Des caricatures de PJ pour un petit univers ?#

Si l'on mèle description textuelle et playbooks, nous voyons un JDR où les personnages ont tendance à être des caricatures.

La volonté de jouer des caricatures semble clairement influencée par :

  • Les films et séries,
  • Les jeux vidéos,
  • Les comics et les mangas.

Or, jouer des caricatures ou des archétypes de personnages de films ou de BD offre, pour certains joueurs et MJ, des possibilités très limitées. Ou disons que cette approche permet de jouer des aventures ressemblant à des films ou des séries, mais sur des styles souvent très étroits, voire vraiment très étroits.

Cette réduction de l'univers de jeu semble une caractéristique des jeux PbtA. Les PJ archétypaux évoluent dans un monde restreint, archétypal, dans une niche ou une sous-niche. Notons que cette caractéristique implique la multiplication des jeux, nous y reviendrons.

Dans des jeux plus traditionnels, les règles permettent de gérer l'univers de jeu qui, par nature, est vaste, voire - on aime à le penser - infini. La partie "liberté des personnages à interagir avec le reste du monde" est une dimension importante du jeu de rôles, d'où les cartes des mondes avec des détails à différentes échelles. Le MJ est garant de ce monde qui, en aucun cas, ne serait se limité aux quelques archétypes du genre. Le fait même qu'il soit vaste laisse le champ pour la surprise et pour l'intérêt des campagnes.

Le style même des aventures peut changer d'une aventure à l'autre. Si une aventure est axée sur l'exploration et les combats, une seconde peut être une enquête et une troisième peut avoir un scénario de film d'horreur.

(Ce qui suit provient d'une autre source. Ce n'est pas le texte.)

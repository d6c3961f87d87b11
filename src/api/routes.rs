//! Route definitions.
//!
//! Maps URLs to handlers with type-safe routing.

use super::{handlers::*, websocket::websocket_handler};
use axum::{
    routing::{get, post},
    Router,
};
use std::sync::Arc;

/// Build the API router with all endpoints.
pub fn create_router(state: Arc<AppState>) -> Router {
    Router::new()
        // Health check
        .route("/health", get(health_handler))
        // Coinflip: commitment query, play, history
        .route("/api/seed", get(seed_handler))
        .route("/api/flip", post(flip_handler))
        .route("/api/flip/history", get(flip_history_handler))
        // Mines: reveal, cashout, verification
        .route("/api/mines/play", post(mines_play_handler))
        .route("/api/mines/cashout", post(mines_cashout_handler))
        .route("/api/mines/verify/:id", get(mines_verify_handler))
        // Crash: current commitment, history, verification (live play goes over /ws)
        .route("/crash/round", get(crash_round_handler))
        .route("/crash/history", get(crash_history_handler))
        .route("/crash/verify/:id", get(crash_verify_handler))
        // Account ledger interface
        .route("/api/accounts", post(register_account_handler))
        .route("/api/accounts/:id", get(account_handler))
        .route("/api/accounts/:id/ban", post(ban_account_handler))
        // WebSocket for real-time crash rounds
        .route("/ws", get(websocket_handler))
        // Attach shared state
        .with_state(state)
}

En fait, c'est comme si les jeux de super-héros avaient gagné en esprit sur certains JDR : il semble qu'il faille jouer des caricatures standardisées dans les jeux modernes, des personnages de série télé, qui ont été volontairement fabriqués pour évoluer dans un certain genre de séries très étroit (sous-genre ou sous-sous-genre).

Les "move"#

Si les PJs ont changé dans des jeux PbtA, les mécaniques de jeu aussi.

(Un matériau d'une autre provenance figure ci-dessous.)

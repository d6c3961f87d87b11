pub mod errors;
pub mod handlers;
pub mod middleware;
pub mod models;
pub mod routes;
pub mod server;
pub mod websocket;

pub use handlers::AppState;
pub use server::ApiServer;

Dans certains jeux relativement récents, les mots sont utilisés pour les "move", des genres d'actions génériques que les PJ peuvent faire, ces actions étant adaptées au sous-genre proposé par le jeu.

Le game designer impose, en plus de tout ce que nous avons vu, une certaine manière de jouer les personnages en déterminant les "move" par type de personnage, pour tous les types, ainsi que pour le MJ. Généralement, ces moves sont spécifiques au jeu, peu faciles à comprendre et à utiliser, et en recouvrement sémantique les uns avec les autres (ce qui est souvent volontaire).

Si l'on examine finement des jeux comme Apocalypse World, on se rend compte que les moves des PJ et du MC (Master of Ceremony, un genre de "MJ light et collaboratif") semblent se répondre et avoir fait l'objet de simulations par ordinateur. En contraignant les actions possibles des PJ, et en catégorisant les différentes actions possibles du MC, le jeu donne l'impression de mettre en place une chorégraphie bien adaptée à certains jeux ou univers, mais au final très mécaniste, et dont les résultats ont été "optimisés" dans des simulateurs inaccessibles aux joueurs et au MJ.

Certes, le jeu possède une certaine dynamique organique dont nous parlions auparavant, et donc fournit les effets promis. Mais cela est rendu possible au travers des enchaînements de moves entre PJ et MC, ces dernières ayant fait l'objet de simulations informatisées ayant été utilisées dans le game design.

Les moves ne sont donc pas des vraies compétences, mais plus, comme leur nom l'indique, des actions appelant d'autres moves. Le glissement sémantique est subtil, mais réel : dans une situation, l'utilisation d'un move appelle un autre move "compatible" en face, et donc restreint mécaniquement les possibilités de jeu, en favorisant des "modèles d'action" (action patterns) archétypaux au genre ou sous-genre considéré.

Théâtre et jeu de plateau#

Nous sommes donc devant une nouvelle catégorie de jeux ayant les caractéristiques suivantes :

Les personnages sont des archétypes (playbook) aux actions archétypales (move).

Pour les anciens rôlistes, ce sont des "personnages prétirés". Les playbooks vont au delà des classes de personnages de D&D pour qui la classe est un moyen de progresser dans une certaine voie.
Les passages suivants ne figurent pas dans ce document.